8:45: Flight 255 is given clearance for takeoff. "Roger, Northwest 255 cleared for takeoff," Maus replies.

The big jet, its wings spanning 108 feet, begins hurtling down the runway. The voice recorder later shows no indication that wing flaps have been extended to proper takeoff position. A computerized cockpit voice alarm gives no warning.

The copilot of another Northwest flight awaiting takeoff would later tell investigators that the flaps were down. The witness, Lauber said, was at a "good vantage point" and "very positive" about what he saw.

"John Maus wouldn't have done a thing like that. He wouldn't have taken off without his flaps down," said a pilot, who had known him for 20 years and requested that he not be named. "No way. The guy has been around too long. He was a meticulous guy, a checklist pilot. He would check and cross-check everything." 8:46: Heading northeast with a tailwind, Flight 255 roars 6,500 feet down the 8,500-foot runway and lifts off, its nose only 15 degrees skyward. Traveling at 142 to 149 knots at takeoff, it reaches a maximum speed of 184 knots and an altitude of only 48 feet.

The first sign of trouble inside the cockpit comes from a computer warning system blaring, "Stall. Stall."

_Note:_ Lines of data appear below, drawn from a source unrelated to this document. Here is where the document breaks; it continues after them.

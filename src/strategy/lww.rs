//! Last-Write-Wins strategy. Grounded on
//! `internal/sync/lww.go`: a `field -> {value, ts_microseconds}` map
//! serialized as JSON. Equal timestamps do not overwrite.

use std::collections::BTreeMap;

use serde::{Deserialize, Serialize};

use super::{Change, Strategy};
use crate::error::{Result, SyncError};
use crate::value::Value;

#[derive(Debug, Clone, Serialize, Deserialize)]
struct LwwEntry {
    value: Value,
    ts: i64,
}

#[derive(Debug, Clone, Default, Serialize, Deserialize)]
struct LwwDocument {
    entries: BTreeMap<String, LwwEntry>,
}

#[derive(Default)]
pub struct LwwStrategy;

impl LwwStrategy {
    pub fn new() -> Self {
        Self
    }

    fn load_or_create(&self, data: &[u8]) -> Result<LwwDocument> {
        if data.is_empty() {
            return Ok(LwwDocument::default());
        }
        serde_json::from_slice(data).map_err(|e| SyncError::Strategy(e.to_string()))
    }
}

impl Strategy for LwwStrategy {
    fn process_write(
        &self,
        current: &[u8],
        key: &str,
        value: &Value,
        ts_us: i64,
    ) -> Result<Vec<u8>> {
        let mut doc = self.load_or_create(current)?;
        let should_set = match doc.entries.get(key) {
            Some(existing) => ts_us > existing.ts,
            None => true,
        };
        if should_set {
            doc.entries.insert(
                key.to_string(),
                LwwEntry {
                    value: value.clone(),
                    ts: ts_us,
                },
            );
        }
        serde_json::to_vec(&doc).map_err(|e| SyncError::Strategy(e.to_string()))
    }

    fn merge(&self, local: &[u8], remote: &[u8]) -> Result<Vec<u8>> {
        let mut local_doc = self.load_or_create(local)?;
        let remote_doc = self.load_or_create(remote)?;

        for (key, remote_entry) in remote_doc.entries {
            let take_remote = match local_doc.entries.get(&key) {
                Some(local_entry) => remote_entry.ts > local_entry.ts,
                None => true,
            };
            if take_remote {
                local_doc.entries.insert(key, remote_entry);
            }
        }

        serde_json::to_vec(&local_doc).map_err(|e| SyncError::Strategy(e.to_string()))
    }

    fn get_state(&self, doc: &[u8]) -> Result<BTreeMap<String, Value>> {
        let doc = self.load_or_create(doc)?;
        Ok(doc
            .entries
            .into_iter()
            .map(|(k, entry)| (k, entry.value))
            .collect())
    }

    fn get_heads(&self, doc: &[u8]) -> Result<Vec<String>> {
        let doc = self.load_or_create(doc)?;
        let max_ts = doc.entries.values().map(|e| e.ts).max();
        Ok(match max_ts {
            Some(ts) if ts > 0 => vec![ts.to_string()],
            _ => Vec::new(),
        })
    }

    fn get_changes(&self, doc: &[u8], _since_heads: &[String]) -> Result<Vec<u8>> {
        // LWW has no fine-grained history; always return the full document.
        Ok(doc.to_vec())
    }

    fn get_history(&self, _doc: &[u8]) -> Result<Vec<Change>> {
        Ok(Vec::new())
    }

    fn name(&self) -> &'static str {
        "lww"
    }
}

#[cfg(test)]
mod tests {
    use super::*;

    #[test]
    fn newer_timestamp_wins() {
        // A stale write arriving after a newer one must be rejected.
        let s = LwwStrategy::new();
        let doc = s
            .process_write(&[], "x", &Value::String("new".into()), 5000)
            .unwrap();
        let doc = s
            .process_write(&doc, "x", &Value::String("old".into()), 4000)
            .unwrap();
        let state = s.get_state(&doc).unwrap();
        assert_eq!(state.get("x"), Some(&Value::String("new".into())));
    }

    #[test]
    fn equal_timestamp_does_not_overwrite() {
        let s = LwwStrategy::new();
        let doc = s
            .process_write(&[], "x", &Value::String("first".into()), 1000)
            .unwrap();
        let doc = s
            .process_write(&doc, "x", &Value::String("second".into()), 1000)
            .unwrap();
        let state = s.get_state(&doc).unwrap();
        assert_eq!(state.get("x"), Some(&Value::String("first".into())));
    }

    #[test]
    fn malformed_document_bytes_surface_as_strategy_error() {
        let s = LwwStrategy::new();
        let err = s.get_state(b"not json").unwrap_err();
        assert!(matches!(err, SyncError::Strategy(_)));
    }

    #[test]
    fn merge_picks_higher_timestamp_per_field() {
        let s = LwwStrategy::new();
        let local = s
            .process_write(&[], "a", &Value::String("local".into()), 10)
            .unwrap();
        let remote = s
            .process_write(&[], "a", &Value::String("remote".into()), 20)
            .unwrap();
        let merged = s.merge(&local, &remote).unwrap();
        let state = s.get_state(&merged).unwrap();
        assert_eq!(state.get("a"), Some(&Value::String("remote".into())));
    }
}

"I saw this airplane coming at me, and it wasn't lifting, not lifting at all," said a mechanic standing in the nearby National Car Rental lot. "This thing didn't have flaps out, not at all. It kept coming at us. I heard my friend screaming, 'It's going to hit us!' "

"He was flat on his belly," said the mechanic, who asked not to be named because his company -- not National -- had instructed employes not to talk to the press. "That's when it clipped the light pole. He veered to the right and appeared to be gaining speed. He was bringing it around. For a second, I thought he might make it. Then he hit the other light pole and the Avis building. It was all over."

Wayne County medical examiner Werner Spitz said preliminary indications are that those aboard died instantly. Only Cecilia Cichan survived, sheltered by her mother's body, according to rescuers.

Gordon Atkins, an airport security guard, gave a more frightening account in an interview. He said he was driving under the I-94 overpass about 250 yards beyond the Avis building. At least two persons in vehicles near him were killed by falling debris.

"I heard a real loud noise. It sounded like a plane was coming down on top of me," he said.

"I stopped under the viaduct. Flames were flying everywhere. There were people and parts of people lying all around; some were moving, even trying to run. I got out of the car and was pulling this guy with a leg missing up the bank.

"At least seven or eight people were moving; some were on fire. Then it blew up again. It {the fire} covered everything like a tidal wave, a flood. The fire moved like water. I let go of the guy. The only choice I had was to run or stay there and burn."

"It was hot," Atkins said. "You wouldn't believe how hot. . . . I've seen some pretty bad movies but nothing like this."

Atkins said he drove off through flames and debris on the highway. He said he recalls four separate explosions.

"It's too bad we couldn't have saved anybody," he said. "There just wasn't anything anybody could do."